With respect to the greater number of the plants in Table 7/A, nothing
special need here be said; full particulars may be found under the head
of each species by the aid of the Index. The figures in the right-hand
column show the mean height of the self-fertilised plants, that of the
crossed plants with which they competed being represented by 100. No
notice is here taken of the few cases in which crossed and
self-fertilised plants were grown in the open ground, so as not to
compete together. The table includes, as we have seen, plants belonging
to fifty-four species, but as some of these were measured during several
successive generations, there are eighty-three cases in which crossed
and self-fertilised plants were compared.
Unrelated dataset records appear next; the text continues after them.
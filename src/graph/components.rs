use crate::graph::base_graph::BaseGraph;
use bitvec::prelude::*;
use fxhash::FxHashMap;
use std::fmt::Debug;

/// Splits a graph into connected components.
pub trait ConnectedComponents: Debug {
    /// Components of `graph` restricted to `vertices` (ascending). Each component is
    /// ascending, and components are ordered by their smallest vertex.
    fn components(&self, graph: &dyn BaseGraph, vertices: &[usize]) -> Vec<Vec<usize>>;
}

/// Iterative depth-first search.
#[derive(Debug, Clone, Copy, Default)]
pub struct DepthFirstComponents;

impl ConnectedComponents for DepthFirstComponents {
    fn components(&self, graph: &dyn BaseGraph, vertices: &[usize]) -> Vec<Vec<usize>> {
        let index: FxHashMap<usize, usize> = vertices
            .iter()
            .copied()
            .enumerate()
            .map(|(i, v)| (v, i))
            .collect();
        let mut visited = bitvec![0; vertices.len()];
        let mut components = Vec::new();
        let mut stack = Vec::new();

        for (i, start) in vertices.iter().copied().enumerate() {
            if visited[i] {
                continue;
            }
            visited.set(i, true);
            stack.push(start);
            let mut component = vec![start];
            while let Some(v) = stack.pop() {
                for u in graph.neighborhood(v) {
                    if let Some(j) = index.get(&u).copied() {
                        if !visited[j] {
                            visited.set(j, true);
                            stack.push(u);
                            component.push(u);
                        }
                    }
                }
            }
            component.sort_unstable();
            components.push(component);
        }
        components
    }
}

#[cfg(test)]
mod tests {
    use crate::graph::{ConnectedComponents, DepthFirstComponents, Hypergraph};

    #[test]
    fn components_of_restriction() {
        let mut graph = Hypergraph::new(6);
        graph.add_edge(0, 1);
        graph.add_edge(1, 2);
        graph.add_edge(3, 4);

        let all: Vec<usize> = (0..6).collect();
        let components = DepthFirstComponents.components(&graph, &all);
        assert_eq!(components, vec![vec![0, 1, 2], vec![3, 4], vec![5]]);

        let components = DepthFirstComponents.components(&graph, &[0, 2, 3, 4]);
        assert_eq!(components, vec![vec![0], vec![2], vec![3, 4]]);

        assert!(DepthFirstComponents.components(&graph, &[]).is_empty());
    }
}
As in each generation the
number of plants which were measured (given in the table) was never very
large and sometimes small, whenever in the right hand column the mean
height of the crossed and self-fertilised plants is the same within five
per cent, their heights may be considered as practically equal. Of such
cases, that is, of self-fertilised plants of which the mean height is
expressed by figures between 95 and 105, there are eighteen.